Better logging in Node.js

Add context to your log messages

Gary Chambers
3 min readMay 18, 2014

Logging in Node.js via console.log is perfectly adequate for development and debugging, but what should you do if you want more robust logging in production? There are some very good options in the NPM registry: winston (Github: flatiron/winston, MIT) is a particularly expressive logging library, a strong addition to your Node.js toolbox. In many cases, it might make sense to use something like this in production; what follows is more of a thought exercise. Let’s assume for a moment that you want to roll your own logging — how might you go about that?

Enhancing the console

There are a variety of different console methods that build on top of process.stdout and process.stderr, writable streams available to any Node.js application. While these methods make it easy to write messages to an output stream, they lack the expressiveness to provide context about those messages. By augmenting the builtin console, however, we can add some very desirable features.

This code, for example, will prepend any log message with an ISO-8601 formatted date string. When logging in production, this is — without fail — the first thing I look for in an insightful log message.

["log", "warn", "error"].forEach(function(method) {
var oldMethod = console[method].bind(console);
console[method] = function() {
oldMethod.apply(
console,
[new Date().toISOString()].concat(arguments)
);
};
});
console.log("LOG ALL THE THINGS!!1!");
// "2014-05-18T09:00.000Z LOG ALL THE THINGS!!1!"

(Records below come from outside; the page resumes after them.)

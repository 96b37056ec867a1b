//! Batch loader registry
//!
//! Collects one loader per distinct [`LoaderKey`] while a response is
//! being planned, then runs each of them exactly once over the batch.
//! This is the only place where identical aggregate requests are merged;
//! loaders themselves never cache.

use std::collections::HashMap;
use std::fmt::{self, Display};
use std::sync::Arc;

use futures::future::try_join_all;
use tracing::debug;

use super::models_loader::{Annotations, ModelsLoader};
use crate::config::LoaderConfig;
use crate::error::ModelResult;
use crate::record::Record;

/// Identifies one batched aggregate query
#[derive(Debug, Clone, PartialEq, Eq, Hash)]
pub struct LoaderKey {
    pub relation: String,
    pub column: String,
    pub function: String,
    /// Identity of the builder decorator
    pub decorator: String,
}

impl LoaderKey {
    pub fn new(relation: &str, column: &str, function: &str, decorator: &str) -> Self {
        Self {
            relation: relation.to_string(),
            column: column.to_string(),
            function: function.to_string(),
            decorator: decorator.to_string(),
        }
    }
}

impl Display for LoaderKey {
    fn fmt(&self, f: &mut fmt::Formatter<'_>) -> fmt::Result {
        write!(f, "{}({}) of {}", self.function, self.column, self.relation)?;
        if !self.decorator.is_empty() {
            write!(f, " [{}]", self.decorator)?;
        }
        Ok(())
    }
}

/// Outcome of running every registered loader over a batch
#[derive(Debug, Clone, Default, PartialEq, Eq)]
pub struct BatchLoadResult {
    /// Number of loaders executed
    pub loaders_run: usize,
    /// Registrations answered by an already registered loader
    pub registrations_deduplicated: usize,
    /// Attribute writes applied to records
    pub annotations_written: usize,
}

impl Display for BatchLoadResult {
    fn fmt(&self, f: &mut fmt::Formatter<'_>) -> fmt::Result {
        write!(
            f,
            "BatchLoader: {} loaders run, {} registrations deduplicated, {} annotations written",
            self.loaders_run, self.registrations_deduplicated, self.annotations_written
        )
    }
}

/// Registry of the loaders needed for one batch
pub struct BatchLoaderRegistry {
    config: LoaderConfig,
    loaders: Vec<(LoaderKey, Arc<dyn ModelsLoader>)>,
    index: HashMap<LoaderKey, usize>,
    deduplicated: usize,
}

impl Default for BatchLoaderRegistry {
    fn default() -> Self {
        Self::new()
    }
}

impl BatchLoaderRegistry {
    /// Create a new registry with default configuration
    pub fn new() -> Self {
        Self::with_config(LoaderConfig::default())
    }

    /// Create a new registry with custom configuration
    pub fn with_config(config: LoaderConfig) -> Self {
        Self {
            config,
            loaders: Vec::new(),
            index: HashMap::new(),
            deduplicated: 0,
        }
    }

    /// Return the loader registered under `key`, registering the one built
    /// by `factory` if there is none yet
    pub fn register<F>(&mut self, key: LoaderKey, factory: F) -> Arc<dyn ModelsLoader>
    where
        F: FnOnce() -> Arc<dyn ModelsLoader>,
    {
        if let Some(&position) = self.index.get(&key) {
            self.deduplicated += 1;
            return self.loaders[position].1.clone();
        }

        let loader = factory();
        self.index.insert(key.clone(), self.loaders.len());
        self.loaders.push((key, loader.clone()));
        loader
    }

    pub fn get(&self, key: &LoaderKey) -> Option<Arc<dyn ModelsLoader>> {
        self.index
            .get(key)
            .map(|&position| self.loaders[position].1.clone())
    }

    /// Keys in registration order
    pub fn keys(&self) -> Vec<&LoaderKey> {
        self.loaders.iter().map(|(key, _)| key).collect()
    }

    pub fn len(&self) -> usize {
        self.loaders.len()
    }

    pub fn is_empty(&self) -> bool {
        self.loaders.is_empty()
    }

    /// Run every registered loader once over `records`.
    ///
    /// All loaders compute before any record is written; if one fails the
    /// batch is left exactly as it was.
    pub async fn load_all(&self, records: &mut [Record]) -> ModelResult<BatchLoadResult> {
        if records.is_empty() || self.loaders.is_empty() {
            return Ok(BatchLoadResult {
                registrations_deduplicated: self.deduplicated,
                ..BatchLoadResult::default()
            });
        }

        let fetched: Vec<Annotations> = {
            let shared: &[Record] = records;
            if self.config.parallel_execution {
                try_join_all(self.loaders.iter().map(|(_, loader)| loader.fetch(shared))).await?
            } else {
                let mut fetched = Vec::with_capacity(self.loaders.len());
                for (_, loader) in &self.loaders {
                    fetched.push(loader.fetch(shared).await?);
                }
                fetched
            }
        };

        let mut annotations_written = 0;
        for annotations in fetched {
            annotations_written += annotations.apply(records);
        }

        let result = BatchLoadResult {
            loaders_run: self.loaders.len(),
            registrations_deduplicated: self.deduplicated,
            annotations_written,
        };
        debug!(records = records.len(), "{}", result);

        Ok(result)
    }
}

impl fmt::Debug for BatchLoaderRegistry {
    fn fmt(&self, f: &mut fmt::Formatter<'_>) -> fmt::Result {
        f.debug_struct("BatchLoaderRegistry")
            .field("config", &self.config)
            .field("keys", &self.keys())
            .field("deduplicated", &self.deduplicated)
            .finish()
    }
}

#[cfg(test)]
mod tests;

Of course, you may want a more terse, readable date string than this, but the concept is the same. moment.js (Github: moment/moment, MIT), for example, provides an easy-to-use date formatting vocabulary.

The next thing I would normally like to know is whether the message is an error, a notification, a warning, or something else entirely. Now, I could just do the same as above, prefixing the log message with “info”, “warn”, “error” and so on, but I prefer something a bit more visually accessible: console colours.

My favoured console colour library is cli-color (Github: medikoo/cli-color, MIT). This library exposes a simple API for wrapping text strings in one of 255 xterm colours. For convenience, it also defines named colours. So, how can take advantage of this for more expressive logging?

First, we define a mapping between console methods and appropriate colours:

var clc = require("cli-color");
var mapping = {
log: clc.blue,
warn: clc.yellow,
error: clc.red
};

Then, as above, we override the builtin console methods. In this example, I am only colourising the date string:

["log", "warn", "error"].forEach(function(method) {
var oldMethod = console[method].bind(console);
console[method] = function() {
oldMethod.apply(
console,
[mapping[method](new Date().toISOString())]
.concat(arguments)
);
};
});

Obviously, this is quite a trivial example, but there are far more interesting possibilities: error messages could be colour-coded based on their severity; in an access log, you may wish to distinguish between different status codes or different IP ranges.

How much you choose to extend your log messages depends largely on your requirements: an HTTP server might be concerned with access logs, while an embedded system or background service might care more about runtime errors, bad input data or the availability of other services.

Exploring all these different use cases is beyond the scope of this post, but in my experience, extending log messages in some of these ways can make the console a far more powerful, expressive tool.